Bubrick was appointed to the bench in 1972. Commissioners are justices appointed by other judges to serve in one of the largest courts in the U.S. (Justices can also be appointed by the governor or be elected.) There is no term limit.
Bubrick was sworn in by Justice Joseph Wapner who would later go on to fame on “The People’s Court” television show.
Over the next two decades, Bubrick would preside over more than 600 jury trials. He could be tough -- particularly on attorneys who tried to argue with him or questioned his judgment -- helping to earn the nickname “Hollerin’ Sam.”
As a young criminal defense lawyer, Peter Espinoza, now a fellow judge, recalled Bubrick chastising him for trying to extol the virtues of Espinoza’s client, a drug dealer.
“Counselor, I lived in a house built by heroin,” Espinoza recalled Bubrick telling him, in a joking reference to the many drug dealers Bubrick had represented. Bubrick wasn’t going to let anyone try to paint them as good people and waste his time; he wanted attorneys to argue the law.
Espinoza said he took the advice “and we took our sentence.”
Bubrick also isn’t fond of backtalk from attorneys who don’t agree with him. “I didn’t mind raising my voice,” Bubrick recalled after the party. “When I was a lawyer, nobody ever talked back to the judge.”
Bubrick tried to retire once -- when he was 75 -- so he and his wife could travel more and spend more time together.
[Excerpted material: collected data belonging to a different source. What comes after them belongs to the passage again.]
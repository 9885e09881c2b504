use chrono::{DateTime, Local, NaiveDate, NaiveDateTime, TimeZone, Utc};
use tracing::warn;

use crate::config::EventConfig;
use crate::error::CountdownError;

/// Formats accepted for timestamps without an explicit offset.
/// These are read in the host's local time zone.
const LOCAL_FORMATS: &[&str] = &[
    "%Y-%m-%dT%H:%M:%S%.f",
    "%Y-%m-%dT%H:%M",
    "%Y-%m-%d %H:%M:%S%.f",
    "%Y-%m-%d %H:%M",
];

/// One configured phase boundary.
///
/// `Unreachable` orders after every instant, so a boundary that failed to
/// parse is simply never crossed.
#[derive(Debug, Clone, Copy, PartialEq, Eq)]
pub enum Boundary {
    At(DateTime<Utc>),
    Unreachable,
}

impl Boundary {
    /// True while `now` has not yet reached this boundary.
    pub fn is_ahead_of(&self, now: DateTime<Utc>) -> bool {
        match self {
            Boundary::At(t) => now < *t,
            Boundary::Unreachable => true,
        }
    }

    pub fn instant(&self) -> Option<DateTime<Utc>> {
        match self {
            Boundary::At(t) => Some(*t),
            Boundary::Unreachable => None,
        }
    }
}

/// The three boundaries that drive the event countdown.
///
/// registration_end <= event_start <= reveal_time is assumed, not checked.
#[derive(Debug, Clone, Copy, PartialEq, Eq)]
pub struct Schedule {
    pub registration_end: Boundary,
    pub event_start: Boundary,
    pub reveal_time: Boundary,
}

impl Schedule {
    pub fn new(
        registration_end: DateTime<Utc>,
        event_start: DateTime<Utc>,
        reveal_time: DateTime<Utc>,
    ) -> Self {
        Self {
            registration_end: Boundary::At(registration_end),
            event_start: Boundary::At(event_start),
            reveal_time: Boundary::At(reveal_time),
        }
    }

    /// Build a schedule from the raw config strings.
    ///
    /// Never fails. Each unparseable field is logged and becomes
    /// `Boundary::Unreachable`.
    pub fn from_config(cfg: &EventConfig) -> Self {
        Self {
            registration_end: boundary_or_unreachable("registration_end", &cfg.registration_end),
            event_start: boundary_or_unreachable("event_start", &cfg.event_start),
            reveal_time: boundary_or_unreachable("reveal_time", &cfg.reveal_time),
        }
    }
}

fn boundary_or_unreachable(field: &'static str, raw: &str) -> Boundary {
    match parse_timestamp(field, raw) {
        Ok(t) => Boundary::At(t),
        Err(e) => {
            warn!(error = %e, "treating boundary as unreachable");
            Boundary::Unreachable
        }
    }
}

/// Parse a configured timestamp.
///
/// RFC 3339 strings carry their own offset. Date-times without an offset are
/// host local time. A bare date is midnight UTC.
pub fn parse_timestamp(field: &'static str, raw: &str) -> Result<DateTime<Utc>, CountdownError> {
    let s = raw.trim();
    let err = || CountdownError::ConfigParse {
        field,
        value: raw.to_string(),
    };

    if s.is_empty() {
        return Err(err());
    }

    if let Ok(t) = DateTime::parse_from_rfc3339(s) {
        return Ok(t.with_timezone(&Utc));
    }

    for fmt in LOCAL_FORMATS {
        if let Ok(naive) = NaiveDateTime::parse_from_str(s, fmt) {
            // Ambiguous local times (DST fold) resolve to the earlier instant;
            // nonexistent ones (DST gap) are rejected.
            return Local
                .from_local_datetime(&naive)
                .earliest()
                .map(|t| t.with_timezone(&Utc))
                .ok_or_else(err);
        }
    }

    if let Ok(date) = NaiveDate::parse_from_str(s, "%Y-%m-%d") {
        return date
            .and_hms_opt(0, 0, 0)
            .map(|naive| naive.and_utc())
            .ok_or_else(err);
    }

    Err(err())
}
But shortly afterward, Harriet was diagnosed with brain cancer and died. It was two months shy of their 50th wedding anniversary.
Bubrick threw himself back into work.
For the last 14 years, he has been reviewing writs of habeas corpus three days a week for Van Sicklen, the supervising judge of the criminal department.
Bubrick’s usually the first one in the office, driving from his Westwood home and arriving downtown by 6:30 a.m., sometimes griping that the courthouse elevators to his 13th-floor office are “powered by pigeons.”
One cup of coffee, and he dives into the petitions filed by prisoners who have been denied parole or have been given parole only to have the attorney general’s office or Gov. Arnold Schwarzenegger reject it.
It’s frustrating work in some ways, Bubrick said, because the few petitions they accept are usually rejected too.
“It’s political. Nobody wants to be subject to the Dukakis syndrome,” he said, referring to a paroled prisoner who committed murder after his release while the former presidential candidate was governor of Massachusetts.
Nevertheless, it’s the kind of work that is essential to the judicial system, Van Sicklen said.
Bubrick’s “heart is very big,” Van Sicklen said, when his experiences might have turned it to stone. “It’s full of gold. I wouldn’t call it love, but respect -- respect for people in prison. He’s exactly the person who should be doing this.”
Van Sicklen added that “most of us think we’re important,” only to come back from vacation and realize that everything went along just fine. Not so with Bubrick. “This is somebody who goes on vacation, and everybody realizes how much trouble they’re in.”